Some 40 Sagas of Icelanders exist, written down on parchment in Old Norse in the 1200s or later. These sagas provide much of what we know about daily life in the Viking Age. They also chronicle the Vikings' travels from the Scandinavian homelands east through modern-day Russia and Ukraine to Istanbul and maybe even Baghdad, and west into the Gulf of St Lawrence and possibly much farther,

What the Maya left behind were pyramids and ball courts and temples, decorated with wall paintings depicting Maya conquests. And it's here that Hansen's history made my eyes pop. She writes:

"Across a doorway in the Temple of Warriors is a truly unusual painting.

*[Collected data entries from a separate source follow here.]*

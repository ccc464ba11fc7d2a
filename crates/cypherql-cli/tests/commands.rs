//! Runs the `cypherql` binary against files in a temporary directory.

use std::fs;
use std::path::{Path, PathBuf};
use std::process::{Command, Output};

use serde_json::{Value, json};
use tempfile::TempDir;

const SDL: &str = r#"
type Person @alias(property: "person") {
    _id: ID! @id
    name: String @alias(property: "fullName")
    friends: [Person] @relationship(type: "knows", direction: OUT)
}

type Query {
    getPerson(_id: ID @id): Person
}

type Mutation {
    deleteNodePerson(_id: ID! @id): Boolean
}
"#;

fn write(dir: &TempDir, name: &str, contents: &str) -> PathBuf {
    let path = dir.path().join(name);
    fs::write(&path, contents).unwrap();
    path
}

fn cypherql(args: &[&str]) -> Output {
    Command::new(env!("CARGO_BIN_EXE_cypherql"))
        .args(args)
        .output()
        .unwrap()
}

fn path(p: &Path) -> &str {
    p.to_str().unwrap()
}

#[test]
fn compile_prints_json() {
    let dir = TempDir::new().unwrap();
    let schema = write(&dir, "schema.graphql", SDL);

    let out = cypherql(&[
        "--format",
        "json",
        "-q",
        "compile",
        "--schema",
        path(&schema),
        r#"mutation { deleteNodePerson(_id: "42") }"#,
    ]);
    assert!(out.status.success());
    // quiet suppresses output entirely
    assert!(out.stdout.is_empty());

    let out = cypherql(&[
        "--format",
        "json",
        "compile",
        "--schema",
        path(&schema),
        r#"mutation { deleteNodePerson(_id: "42") }"#,
    ]);
    assert!(out.status.success(), "{}", String::from_utf8_lossy(&out.stderr));
    let compiled: Value = serde_json::from_slice(&out.stdout).unwrap();
    assert_eq!(compiled["language"], json!("opencypher"));
    assert_eq!(compiled["parameters"]["deleteNodePerson_Boolean_whereId"], json!("42"));
    assert!(compiled["query"].as_str().unwrap().contains("DETACH DELETE"));
}

#[test]
fn compile_reads_operation_file_and_variables() {
    let dir = TempDir::new().unwrap();
    let schema = write(&dir, "schema.graphql", SDL);
    let op = write(&dir, "op.graphql", "query Q($id: ID) { getPerson(_id: $id) { name } }");

    let out = cypherql(&[
        "--format",
        "json",
        "compile",
        "--schema",
        path(&schema),
        "--file",
        path(&op),
        "--variables",
        r#"{"id": "7"}"#,
    ]);
    assert!(out.status.success(), "{}", String::from_utf8_lossy(&out.stderr));
    let compiled: Value = serde_json::from_slice(&out.stdout).unwrap();
    assert_eq!(compiled["parameters"]["getPerson_Person__id"], json!("7"));
}

#[test]
fn compile_table_shows_statement() {
    let dir = TempDir::new().unwrap();
    let schema = write(&dir, "schema.graphql", SDL);

    let out = cypherql(&["compile", "--schema", path(&schema), "{ getPerson { name } }"]);
    assert!(out.status.success());
    let stdout = String::from_utf8_lossy(&out.stdout);
    assert!(stdout.contains("MATCH (getPerson_Person:`person`)"));
    assert!(stdout.contains("opencypher"));
}

#[test]
fn compile_error_exits_nonzero() {
    let dir = TempDir::new().unwrap();
    let schema = write(&dir, "schema.graphql", SDL);

    let out = cypherql(&["compile", "--schema", path(&schema), "{ getPerson { nmae } }"]);
    assert!(!out.status.success());
    let stderr = String::from_utf8_lossy(&out.stderr);
    assert!(stderr.contains("field 'nmae' not found on type 'Person'"));
    assert!(stderr.contains("name"));
}

#[test]
fn reshape_with_schema_aliases() {
    let dir = TempDir::new().unwrap();
    let schema = write(&dir, "schema.graphql", SDL);
    let response = write(
        &dir,
        "response.json",
        r#"{"result": {"data": {"@type": "g:List", "@value": [
            {"@type": "g:Map", "@value": [
                {"@type": "g:T", "@value": "id"}, 1,
                {"@type": "g:T", "@value": "label"}, "person",
                "fullName", "Ann"
            ]}
        ]}}}"#,
    );

    let out = cypherql(&[
        "reshape",
        path(&response),
        "--schema",
        path(&schema),
        "--type",
        "Person",
    ]);
    assert!(out.status.success(), "{}", String::from_utf8_lossy(&out.stderr));
    let shaped: Value = serde_json::from_slice(&out.stdout).unwrap();
    assert_eq!(shaped, json!({"_id": 1, "type": "person", "name": "Ann"}));
}

#[test]
fn reshape_fail_policy() {
    let dir = TempDir::new().unwrap();
    let response = write(
        &dir,
        "response.json",
        r#"{"@type": "g:List", "@value": [{"@type": "g:List", "@value": [3]}]}"#,
    );

    let out = cypherql(&["reshape", path(&response), "--on-malformed", "fail"]);
    assert!(!out.status.success());
    assert!(String::from_utf8_lossy(&out.stderr).contains("malformed element at index 0"));

    let out = cypherql(&["reshape", path(&response)]);
    assert!(out.status.success());
    let shaped: Value = serde_json::from_slice(&out.stdout).unwrap();
    assert_eq!(shaped, json!([]));
}

#[test]
fn schema_lists_descriptors() {
    let dir = TempDir::new().unwrap();
    let schema = write(&dir, "schema.graphql", SDL);

    let out = cypherql(&["--format", "json", "schema", path(&schema)]);
    assert!(out.status.success(), "{}", String::from_utf8_lossy(&out.stderr));
    let types: Value = serde_json::from_slice(&out.stdout).unwrap();
    let types = types.as_array().unwrap();
    assert_eq!(types.len(), 1);
    assert_eq!(types[0]["name"], json!("Person"));
    assert_eq!(types[0]["alias"], json!("person"));
    assert_eq!(types[0]["fields"][1]["alias"], json!("fullName"));

    let out = cypherql(&["schema", path(&schema), "--type", "Nobody"]);
    assert!(!out.status.success());
}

Although it's on the same wall that shows the conquest of a village, it depicts people totally unlike the warriors in other murals because they are so lifelike.

"With yellow hair, light eyes, and whitish skin, one victim has his arms tied behind his back. A second has beads woven into his blond hair, as is common for captives in other Maya paintings (both are shown in the color plates). Yet another, also with beads in his hair, floats naked in the water as a menacing fish, mouth open, hovers nearby. The artist has used Maya blue, a pigment that combines indigo with palygorskite clay, for the water. These unfortunate prisoners of war have all been thrown into the water to drown.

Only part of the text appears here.